WORK ITEM
Copy word for word the lines from the start of the records through the line that contains "pub struct FormData", both included.

Collected data
★ ★ ★

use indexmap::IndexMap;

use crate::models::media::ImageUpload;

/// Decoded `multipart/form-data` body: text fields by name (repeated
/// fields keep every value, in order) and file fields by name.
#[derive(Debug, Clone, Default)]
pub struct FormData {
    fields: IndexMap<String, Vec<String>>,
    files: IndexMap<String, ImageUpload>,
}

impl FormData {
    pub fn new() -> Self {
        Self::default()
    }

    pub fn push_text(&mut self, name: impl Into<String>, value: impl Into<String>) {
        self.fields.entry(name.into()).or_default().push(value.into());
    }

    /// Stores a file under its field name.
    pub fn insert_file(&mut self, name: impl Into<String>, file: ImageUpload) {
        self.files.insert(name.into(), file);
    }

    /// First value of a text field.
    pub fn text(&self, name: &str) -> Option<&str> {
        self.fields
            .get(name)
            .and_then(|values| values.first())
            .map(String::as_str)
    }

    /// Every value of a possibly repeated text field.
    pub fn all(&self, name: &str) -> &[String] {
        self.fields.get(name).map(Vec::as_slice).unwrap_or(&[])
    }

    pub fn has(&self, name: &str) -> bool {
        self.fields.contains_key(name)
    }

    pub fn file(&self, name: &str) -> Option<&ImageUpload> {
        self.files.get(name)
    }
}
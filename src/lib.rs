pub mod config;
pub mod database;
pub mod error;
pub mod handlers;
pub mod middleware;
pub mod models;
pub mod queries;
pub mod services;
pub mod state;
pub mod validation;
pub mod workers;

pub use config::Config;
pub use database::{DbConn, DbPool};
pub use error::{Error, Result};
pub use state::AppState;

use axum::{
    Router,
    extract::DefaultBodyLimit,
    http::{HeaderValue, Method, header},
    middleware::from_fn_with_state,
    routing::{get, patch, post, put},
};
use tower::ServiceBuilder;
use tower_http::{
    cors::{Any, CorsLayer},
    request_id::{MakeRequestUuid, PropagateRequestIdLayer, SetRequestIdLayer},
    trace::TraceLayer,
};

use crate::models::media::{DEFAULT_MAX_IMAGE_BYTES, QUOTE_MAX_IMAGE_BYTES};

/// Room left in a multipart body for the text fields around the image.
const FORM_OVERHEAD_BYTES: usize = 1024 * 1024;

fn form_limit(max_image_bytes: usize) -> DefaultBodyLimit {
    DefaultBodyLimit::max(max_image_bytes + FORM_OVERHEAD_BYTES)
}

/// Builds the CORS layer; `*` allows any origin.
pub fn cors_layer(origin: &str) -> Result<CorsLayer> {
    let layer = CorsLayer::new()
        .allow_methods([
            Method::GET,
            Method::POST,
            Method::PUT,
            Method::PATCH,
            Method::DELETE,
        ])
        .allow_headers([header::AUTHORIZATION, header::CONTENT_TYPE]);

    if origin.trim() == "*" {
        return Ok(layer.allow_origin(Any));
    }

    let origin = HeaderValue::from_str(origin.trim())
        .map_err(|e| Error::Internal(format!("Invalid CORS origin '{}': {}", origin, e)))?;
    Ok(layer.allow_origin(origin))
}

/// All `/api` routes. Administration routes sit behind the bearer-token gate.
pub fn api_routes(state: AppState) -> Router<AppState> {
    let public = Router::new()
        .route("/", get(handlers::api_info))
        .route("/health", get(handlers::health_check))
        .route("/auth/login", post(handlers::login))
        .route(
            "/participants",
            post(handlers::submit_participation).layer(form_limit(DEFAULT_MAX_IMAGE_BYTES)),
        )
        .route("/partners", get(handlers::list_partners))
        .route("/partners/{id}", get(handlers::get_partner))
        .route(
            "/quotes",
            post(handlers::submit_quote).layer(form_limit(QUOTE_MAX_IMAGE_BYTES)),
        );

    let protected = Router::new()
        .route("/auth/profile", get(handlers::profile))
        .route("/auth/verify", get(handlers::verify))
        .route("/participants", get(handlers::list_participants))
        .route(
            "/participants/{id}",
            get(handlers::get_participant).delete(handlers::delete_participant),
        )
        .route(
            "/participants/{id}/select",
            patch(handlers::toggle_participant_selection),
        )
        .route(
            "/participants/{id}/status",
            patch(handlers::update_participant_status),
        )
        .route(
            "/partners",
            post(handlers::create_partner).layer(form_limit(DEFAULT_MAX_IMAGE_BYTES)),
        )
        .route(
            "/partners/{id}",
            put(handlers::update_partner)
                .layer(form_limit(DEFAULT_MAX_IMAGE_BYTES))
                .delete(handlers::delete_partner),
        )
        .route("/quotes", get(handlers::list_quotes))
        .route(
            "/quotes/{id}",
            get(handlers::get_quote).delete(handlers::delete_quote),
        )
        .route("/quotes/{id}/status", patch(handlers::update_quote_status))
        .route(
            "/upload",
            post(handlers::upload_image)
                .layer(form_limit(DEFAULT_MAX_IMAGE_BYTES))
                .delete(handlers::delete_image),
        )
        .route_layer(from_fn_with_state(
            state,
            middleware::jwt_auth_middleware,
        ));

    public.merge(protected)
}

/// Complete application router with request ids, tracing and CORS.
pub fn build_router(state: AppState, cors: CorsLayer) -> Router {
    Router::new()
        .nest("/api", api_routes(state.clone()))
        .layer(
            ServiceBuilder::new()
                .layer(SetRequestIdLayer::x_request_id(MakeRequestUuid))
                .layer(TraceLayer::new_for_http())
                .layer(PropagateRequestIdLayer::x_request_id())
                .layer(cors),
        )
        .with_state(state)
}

★ ★ ★

RESPONSE
use indexmap::IndexMap;

use crate::models::media::ImageUpload;

/// Decoded `multipart/form-data` body: text fields by name (repeated
/// fields keep every value, in order) and file fields by name.
#[derive(Debug, Clone, Default)]
pub struct FormData {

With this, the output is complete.